WHAT THE TASK ASKS = There is material below. Print exactly the lines starting at the line with "use crate::session::GameSession;" and ending at the line with "ballot: if voting_open", ends included, and no others.

*** Opening of DATA IN THIS EXERCISE ***

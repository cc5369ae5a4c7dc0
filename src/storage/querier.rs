use super::{ArticleRow, CategoryRow, Db, UserRow};

/// 文章连接查询的公共 SELECT 片段
const ARTICLE_SELECT: &str = r#"
    SELECT a.id, a.title, a.slug, a.content, a.image,
           a.category_id, c.name AS category_name,
           a.author_id, u.username AS author_name,
           a.published, a.created_at, a.updated_at
    FROM articles a
    INNER JOIN categories c ON a.category_id = c.id
    INNER JOIN users u ON a.author_id = u.id
    "#;

/// 文章列表的排序方式
///
/// 对应查询参数 `ordering`，默认按创建时间倒序。
#[derive(Debug, Clone, Copy, Default, PartialEq, Eq)]
pub enum Ordering {
    #[default]
    CreatedDesc,
    CreatedAsc,
    TitleAsc,
    TitleDesc,
}

impl Ordering {
    /// 解析 `ordering` 查询参数
    ///
    /// 识别 `created_at`、`title` 及其 `-` 前缀的倒序形式，
    /// 其他取值回退到默认排序。
    pub fn parse(param: Option<&str>) -> Self {
        match param {
            Some("created_at") => Self::CreatedAsc,
            Some("-created_at") => Self::CreatedDesc,
            Some("title") => Self::TitleAsc,
            Some("-title") => Self::TitleDesc,
            _ => Self::default(),
        }
    }

    fn sql(self) -> &'static str {
        match self {
            Self::CreatedDesc => "a.created_at DESC",
            Self::CreatedAsc => "a.created_at ASC",
            Self::TitleAsc => "a.title ASC",
            Self::TitleDesc => "a.title DESC",
        }
    }
}

/// 文章列表的筛选条件
///
/// `category`、`author`、`published` 为精确匹配，
/// `search` 对标题和正文做不区分大小写的子串匹配。
#[derive(Debug, Default)]
pub struct ArticleFilter {
    pub category: Option<i64>,
    pub author: Option<i64>,
    pub published: Option<bool>,
    pub search: Option<String>,
    pub ordering: Ordering,
}

/// 用于查询文章、分类和用户数据
///
/// 所有方法均为只读，写入见 [`super::Store`]。
pub trait Querier: Send + Sync {
    type Error;

    /// 根据 slug 查询单篇文章
    ///
    /// 返回 [`ArticleRow`]，如果文章不存在则返回 `None`。
    fn article_by_slug(
        &self,
        slug: impl AsRef<str>,
    ) -> impl std::future::Future<Output = Result<Option<ArticleRow>, Self::Error>>;

    /// 根据 ID 查询单篇文章
    ///
    /// 写入后用于取回带分类名和作者名的完整行。
    fn article_by_id(
        &self,
        id: i64,
    ) -> impl std::future::Future<Output = Result<Option<ArticleRow>, Self::Error>>;

    /// 按条件查询文章列表
    ///
    /// 返回 [`ArticleRow`] 的向量，筛选和排序见 [`ArticleFilter`]。
    fn article_list(
        &self,
        filter: &ArticleFilter,
    ) -> impl std::future::Future<Output = Result<Vec<ArticleRow>, Self::Error>>;

    /// 查询所有分类，按 ID 升序
    fn category_list(
        &self,
    ) -> impl std::future::Future<Output = Result<Vec<CategoryRow>, Self::Error>>;

    /// 根据 slug 查询单个分类
    fn category_by_slug(
        &self,
        slug: impl AsRef<str>,
    ) -> impl std::future::Future<Output = Result<Option<CategoryRow>, Self::Error>>;

    /// 查询所有用户，按 ID 升序
    fn user_list(&self) -> impl std::future::Future<Output = Result<Vec<UserRow>, Self::Error>>;

    /// 根据 ID 查询单个用户
    fn user_by_id(
        &self,
        id: i64,
    ) -> impl std::future::Future<Output = Result<Option<UserRow>, Self::Error>>;

    /// 根据访问令牌查询用户 ID 和用户名
    ///
    /// 令牌由外部身份系统签发，这里只做查表校验。
    fn user_by_token(
        &self,
        token: &str,
    ) -> impl std::future::Future<Output = Result<Option<(i64, String)>, Self::Error>>;
}

impl Querier for Db {
    type Error = sqlx::Error;

    async fn article_by_slug(&self, slug: impl AsRef<str>) -> Result<Option<ArticleRow>, sqlx::Error> {
        let query = format!("{ARTICLE_SELECT} WHERE a.slug = $1 LIMIT 1");
        sqlx::query_as::<_, ArticleRow>(&query)
            .bind(slug.as_ref())
            .fetch_optional(self)
            .await
    }

    async fn article_by_id(&self, id: i64) -> Result<Option<ArticleRow>, sqlx::Error> {
        let query = format!("{ARTICLE_SELECT} WHERE a.id = $1 LIMIT 1");
        sqlx::query_as::<_, ArticleRow>(&query)
            .bind(id)
            .fetch_optional(self)
            .await
    }

    async fn article_list(&self, filter: &ArticleFilter) -> Result<Vec<ArticleRow>, sqlx::Error> {
        let mut builder = sqlx::QueryBuilder::new(ARTICLE_SELECT);

        builder.push("WHERE TRUE");
        if let Some(category) = filter.category {
            builder.push(" AND a.category_id = ").push_bind(category);
        }
        if let Some(author) = filter.author {
            builder.push(" AND a.author_id = ").push_bind(author);
        }
        if let Some(published) = filter.published {
            builder.push(" AND a.published = ").push_bind(published);
        }
        if let Some(search) = &filter.search {
            let pattern = format!("%{search}%");
            builder
                .push(" AND (a.title ILIKE ")
                .push_bind(pattern.clone())
                .push(" OR a.content ILIKE ")
                .push_bind(pattern)
                .push(")");
        }

        builder.push(" ORDER BY ").push(filter.ordering.sql());

        let query = builder.build_query_as::<ArticleRow>();
        let result = query.fetch_all(self).await?;
        Ok(result)
    }

    async fn category_list(&self) -> Result<Vec<CategoryRow>, sqlx::Error> {
        sqlx::query_as::<_, CategoryRow>(
            r#"
            SELECT id, name, slug, created_at
            FROM categories
            ORDER BY id
            "#,
        )
        .fetch_all(self)
        .await
    }

    async fn category_by_slug(
        &self,
        slug: impl AsRef<str>,
    ) -> Result<Option<CategoryRow>, sqlx::Error> {
        sqlx::query_as::<_, CategoryRow>(
            r#"
            SELECT id, name, slug, created_at
            FROM categories
            WHERE slug = $1
            LIMIT 1
            "#,
        )
        .bind(slug.as_ref())
        .fetch_optional(self)
        .await
    }

    async fn user_list(&self) -> Result<Vec<UserRow>, sqlx::Error> {
        sqlx::query_as::<_, UserRow>(
            r#"
            SELECT id, username, email, first_name, last_name
            FROM users
            ORDER BY id
            "#,
        )
        .fetch_all(self)
        .await
    }

    async fn user_by_id(&self, id: i64) -> Result<Option<UserRow>, sqlx::Error> {
        sqlx::query_as::<_, UserRow>(
            r#"
            SELECT id, username, email, first_name, last_name
            FROM users
            WHERE id = $1
            LIMIT 1
            "#,
        )
        .bind(id)
        .fetch_optional(self)
        .await
    }

    async fn user_by_token(&self, token: &str) -> Result<Option<(i64, String)>, sqlx::Error> {
        sqlx::query_as::<_, (i64, String)>(
            r#"
            SELECT u.id, u.username
            FROM auth_tokens t
            INNER JOIN users u ON t.user_id = u.id
            WHERE t.token = $1
            LIMIT 1
            "#,
        )
        .bind(token)
        .fetch_optional(self)
        .await
    }
}

#[cfg(test)]
mod tests {
    use super::Ordering;

    #[test]
    fn ordering_parse() {
        assert_eq!(Ordering::parse(None), Ordering::CreatedDesc);
        assert_eq!(Ordering::parse(Some("created_at")), Ordering::CreatedAsc);
        assert_eq!(Ordering::parse(Some("-created_at")), Ordering::CreatedDesc);
        assert_eq!(Ordering::parse(Some("title")), Ordering::TitleAsc);
        assert_eq!(Ordering::parse(Some("-title")), Ordering::TitleDesc);
    }

    #[test]
    fn ordering_parse_unknown_falls_back() {
        assert_eq!(Ordering::parse(Some("updated_at")), Ordering::CreatedDesc);
        assert_eq!(Ordering::parse(Some("")), Ordering::CreatedDesc);
    }
}
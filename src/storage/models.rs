use chrono::{DateTime, Local};

/// 文章记录
///
/// 由 `articles` 连接 `categories` 和 `users` 查出，
/// 附带冗余的分类名和作者名。
#[derive(Debug, sqlx::FromRow)]
pub struct ArticleRow {
    pub id: i64,
    /// 标题
    pub title: String,
    /// 文章唯一标识
    pub slug: String,
    /// 正文
    pub content: String,
    /// 可选的图片路径，相对于上传根目录
    pub image: Option<String>,
    /// 所属分类 ID
    pub category_id: i64,
    /// 分类名，来自 `categories.name`
    pub category_name: String,
    /// 作者 ID
    pub author_id: i64,
    /// 作者名，来自 `users.username`
    pub author_name: String,
    /// 是否已发布
    pub published: bool,
    /// 创建时间
    pub created_at: DateTime<Local>,
    /// 更新时间，每次修改刷新
    pub updated_at: DateTime<Local>,
}

/// 分类记录
#[derive(Debug, sqlx::FromRow)]
pub struct CategoryRow {
    pub id: i64,
    /// 分类名
    pub name: String,
    /// 分类唯一标识
    pub slug: String,
    /// 创建时间
    pub created_at: DateTime<Local>,
}

/// 用户记录
///
/// 用户由外部身份系统维护，这里只读。
#[derive(Debug, sqlx::FromRow)]
pub struct UserRow {
    pub id: i64,
    pub username: String,
    pub email: String,
    pub first_name: String,
    pub last_name: String,
}
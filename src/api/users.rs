use axum::extract::{Path, State};
use axum::routing::get;
use axum::{Json, Router};
use serde::Serialize;

use crate::{
    error::{ApiError, Result},
    state::AppState,
    storage::{Db, Querier, UserRow},
};

/// 配置用户相关路由。
///
/// 用户由外部身份系统维护，这里只提供只读列表和详情：
/// - `GET /users`：用户列表
/// - `GET /users/{id}`：获取单个用户
pub fn setup_route() -> Router<AppState> {
    Router::new()
        .route("/users", get(user_list))
        .route("/users/{id}", get(user))
}

/// 用户的对外表示
#[derive(Debug, Serialize)]
pub struct User {
    pub id: i64,
    pub username: String,
    pub email: String,
    pub first_name: String,
    pub last_name: String,
}

impl From<UserRow> for User {
    fn from(row: UserRow) -> Self {
        Self {
            id: row.id,
            username: row.username,
            email: row.email,
            first_name: row.first_name,
            last_name: row.last_name,
        }
    }
}

/// 获取用户列表。
async fn user_list(State(pool): State<Db>) -> Result<Json<Vec<User>>> {
    let rows = pool.user_list().await?;
    Ok(Json(rows.into_iter().map(User::from).collect()))
}

/// 根据 ID 获取单个用户。
///
/// 用户不存在返回 [`ApiError::NotFound`]。
async fn user(Path(id): Path<i64>, State(pool): State<Db>) -> Result<Json<User>> {
    let row = pool.user_by_id(id).await?.ok_or(ApiError::NotFound)?;
    Ok(Json(row.into()))
}
/// One game, from lobby to game over.
#[derive(Clone, Debug)]
pub struct GameSession {
    id: String,
    config: SessionConfig,
    rng: GameRng,
    /// Separate stream for bot choices, so bots never disturb the deck order.
    bot_rng: GameRng,

    /// Seats in join order, which is also turn order.
    participants: Vec<Participant>,
    deck: PolicyDeck,

    liberal_policies: u8,
    fascist_policies: u8,
    /// Consecutive failed elections (0-2 between operations).
    election_tracker: u8,

    phase: Phase,
    /// Seat of the presiding president. Always a living seat once started.
    president_seat: usize,

    last_president: Option<String>,
    last_chancellor: Option<String>,
    nominated_chancellor: Option<String>,

    president_hand: Hand,
    chancellor_hand: Hand,

    pending_power: Option<PowerToken>,
    executive_action: Option<ExecutiveAction>,
    disclosure: Option<Disclosure>,

    winner: Option<Victory>,
    started: bool,

    round: u32,
    sequence: u32,
    history: Vector<ActionRecord>,
}
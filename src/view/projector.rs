//! The visibility rules.
//!
//! ## Roles
//!
//! - Everyone sees their own role.
//! - A `Fascist` also sees every other `Fascist` and `Hitler`.
//! - `Hitler` sees nobody else, even at small tables.
//! - With `HouseRules::show_role_on_death`, dead participants' roles are public.
//!
//! ## Hands and ballots
//!
//! The president's drawn cards are shown to the presiding president only,
//! the chancellor's cards to the nominated chancellor only. While voting
//! is open a viewer sees their own ballot and, for everyone else, only
//! whether they have voted.

use super::{ParticipantView, ProjectedView};
use crate::core::{HouseRules, Participant, Phase, Role};
use crate::session::GameSession;

/// May `viewer` (`None` for a spectator) see `subject`'s role?
#[must_use]
pub fn role_visible(viewer: Option<&Participant>, subject: &Participant, rules: &HouseRules) -> bool {
    if rules.show_role_on_death && !subject.alive {
        return true;
    }
    let Some(viewer) = viewer else {
        return false;
    };
    if viewer.name == subject.name {
        return true;
    }
    matches!(
        (viewer.role, subject.role),
        (Some(Role::Fascist), Some(Role::Fascist | Role::Hitler))
    )
}

/// Render `session` for `viewer`. Unknown names get a spectator view.
#[must_use]
pub fn project(session: &GameSession, viewer: &str) -> ProjectedView {
    let rules = session.config().rules;
    let me = session.participant(viewer);
    let voting_open = session.phase() == Phase::Voting;

    let participants = session
        .participants()
        .iter()
        .map(|p| {
            let own = p.name == viewer;
            ParticipantView {
                name: p.name.clone(),
                alive: p.alive,
                executed: p.executed,
                is_president: p.is_president,
                is_chancellor: p.is_chancellor,
                bot: p.bot,
                ready: p.ready,
                has_voted: p.vote.is_some(),
                ballot: if voting_open && !own { None } else { p.vote },
                role: if role_visible(me, p, &rules) { p.role } else { None },
            }
        })
        .collect();

    let current_president = session.president().map(|p| p.name.clone());
    let is_president = me.is_some() && current_president.as_deref() == Some(viewer);
    let is_chancellor = me.is_some() && session.nominated_chancellor() == Some(viewer);

    let president_hand = session.president_hand();
    let chancellor_hand = session.chancellor_hand();

    ProjectedView {
        viewer: viewer.to_string(),
        phase: session.phase(),
        game_started: session.is_started(),
        participants,
        liberal_policies: session.liberal_policies(),
        fascist_policies: session.fascist_policies(),
        election_tracker: session.election_tracker(),
        current_president,
        nominated_chancellor: session.nominated_chancellor().map(str::to_string),
        last_president: session.last_president().map(str::to_string),
        last_chancellor: session.last_chancellor().map(str::to_string),
        draw_pile_size: session.deck().draw_pile_len(),
        discard_pile_size: session.deck().discard_len(),
        president_hand: (is_president && !president_hand.is_empty())
            .then(|| president_hand.to_vec()),
        chancellor_hand: (is_chancellor && !chancellor_hand.is_empty())
            .then(|| chancellor_hand.to_vec()),
        pending_power: session.pending_power(),
        executive_action: session.executive_action().cloned(),
        winner: session.winner(),
    }
}
//! The shared policy deck and its discard pile.
//!
//! ## Reshuffle Rule
//!
//! Whenever `n` cards are needed and the draw pile holds fewer than `n`,
//! the discard pile is emptied into the draw pile and the whole draw pile
//! is shuffled before the draw proceeds. If the combined pool is still
//! short the request fails and nothing moves.
//!
//! ## Usage
//!
//! ```
//! use hidden_council::cards::{Policy, PolicyDeck};
//! use hidden_council::core::GameRng;
//!
//! let mut rng = GameRng::new(42);
//! let mut deck = PolicyDeck::standard(&mut rng);
//! assert_eq!(deck.len(), 17);
//!
//! let hand = deck.draw(3, &mut rng).unwrap();
//! assert_eq!(hand.len(), 3);
//! assert_eq!(deck.draw_pile_len(), 14);
//!
//! for card in hand {
//!     deck.discard(card);
//! }
//! assert_eq!(deck.discard_len(), 3);
//! ```

use serde::{Deserialize, Serialize};
use smallvec::SmallVec;
use thiserror::Error;
use tracing::debug;

use super::policy::Policy;
use crate::core::config::{FASCIST_POLICY_COUNT, LIBERAL_POLICY_COUNT};
use crate::core::GameRng;

/// A handful of cards. Never more than three in play.
pub type Hand = SmallVec<[Policy; 3]>;

/// The deck could not supply the requested cards even after reshuffling.
#[derive(Clone, Debug, PartialEq, Eq, Error)]
pub enum DeckError {
    #[error("requested {requested} cards but only {available} remain in draw and discard piles")]
    Exhausted { requested: usize, available: usize },
}

/// Draw pile (top = index 0) plus an unordered discard pile.
#[derive(Clone, Debug, Default, PartialEq, Eq, Serialize, Deserialize)]
pub struct PolicyDeck {
    draw_pile: Vec<Policy>,
    discard_pile: Vec<Policy>,
}

impl PolicyDeck {
    /// Create an empty deck.
    #[must_use]
    pub fn new() -> Self {
        Self::default()
    }

    /// Build the standard 6 liberal + 11 fascist deck, shuffled.
    #[must_use]
    pub fn standard(rng: &mut GameRng) -> Self {
        let mut draw_pile = Vec::with_capacity(LIBERAL_POLICY_COUNT + FASCIST_POLICY_COUNT);
        draw_pile.extend(std::iter::repeat(Policy::Liberal).take(LIBERAL_POLICY_COUNT));
        draw_pile.extend(std::iter::repeat(Policy::Fascist).take(FASCIST_POLICY_COUNT));
        rng.shuffle(&mut draw_pile);

        Self {
            draw_pile,
            discard_pile: Vec::new(),
        }
    }

    /// Build a deck with an exact draw order and discard pile.
    #[must_use]
    pub fn from_piles(draw_pile: Vec<Policy>, discard_pile: Vec<Policy>) -> Self {
        Self {
            draw_pile,
            discard_pile,
        }
    }

    /// Cards in the draw pile, top first.
    #[must_use]
    pub fn draw_pile(&self) -> &[Policy] {
        &self.draw_pile
    }

    #[must_use]
    pub fn discard_pile(&self) -> &[Policy] {
        &self.discard_pile
    }

    #[must_use]
    pub fn draw_pile_len(&self) -> usize {
        self.draw_pile.len()
    }

    #[must_use]
    pub fn discard_len(&self) -> usize {
        self.discard_pile.len()
    }

    /// Cards in both piles.
    #[must_use]
    pub fn len(&self) -> usize {
        self.draw_pile.len() + self.discard_pile.len()
    }

    #[must_use]
    pub fn is_empty(&self) -> bool {
        self.len() == 0
    }

    /// Remove and return the top `n` cards, reshuffling if short.
    pub fn draw(&mut self, n: usize, rng: &mut GameRng) -> Result<Hand, DeckError> {
        self.ensure(n, rng)?;
        Ok(self.draw_pile.drain(..n).collect())
    }

    /// Return the top `n` cards without removing them.
    ///
    /// Applies the same reshuffle-if-short rule as `draw`, so a peek can
    /// change the order of future draws.
    pub fn peek_top(&mut self, n: usize, rng: &mut GameRng) -> Result<Hand, DeckError> {
        self.ensure(n, rng)?;
        Ok(self.draw_pile[..n].iter().copied().collect())
    }

    /// Put a card on the discard pile.
    pub fn discard(&mut self, card: Policy) {
        self.discard_pile.push(card);
    }

    /// Make sure the draw pile holds at least `n` cards.
    fn ensure(&mut self, n: usize, rng: &mut GameRng) -> Result<(), DeckError> {
        if self.draw_pile.len() >= n {
            return Ok(());
        }

        let available = self.len();
        if available < n {
            return Err(DeckError::Exhausted {
                requested: n,
                available,
            });
        }

        debug!(
            draw_pile = self.draw_pile.len(),
            discard_pile = self.discard_pile.len(),
            "Reshuffling discard pile into draw pile"
        );
        self.draw_pile.append(&mut self.discard_pile);
        rng.shuffle(&mut self.draw_pile);
        Ok(())
    }
}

*** Close of DATA IN THIS EXERCISE ***

WRITTEN ANSWER =
use crate::session::GameSession;

/// May `viewer` (`None` for a spectator) see `subject`'s role?
#[must_use]
pub fn role_visible(viewer: Option<&Participant>, subject: &Participant, rules: &HouseRules) -> bool {
    if rules.show_role_on_death && !subject.alive {
        return true;
    }
    let Some(viewer) = viewer else {
        return false;
    };
    if viewer.name == subject.name {
        return true;
    }
    matches!(
        (viewer.role, subject.role),
        (Some(Role::Fascist), Some(Role::Fascist | Role::Hitler))
    )
}

/// Render `session` for `viewer`. Unknown names get a spectator view.
#[must_use]
pub fn project(session: &GameSession, viewer: &str) -> ProjectedView {
    let rules = session.config().rules;
    let me = session.participant(viewer);
    let voting_open = session.phase() == Phase::Voting;

    let participants = session
        .participants()
        .iter()
        .map(|p| {
            let own = p.name == viewer;
            ParticipantView {
                name: p.name.clone(),
                alive: p.alive,
                executed: p.executed,
                is_president: p.is_president,
                is_chancellor: p.is_chancellor,
                bot: p.bot,
                ready: p.ready,
                has_voted: p.vote.is_some(),
                ballot: if voting_open && !own { None } else { p.vote },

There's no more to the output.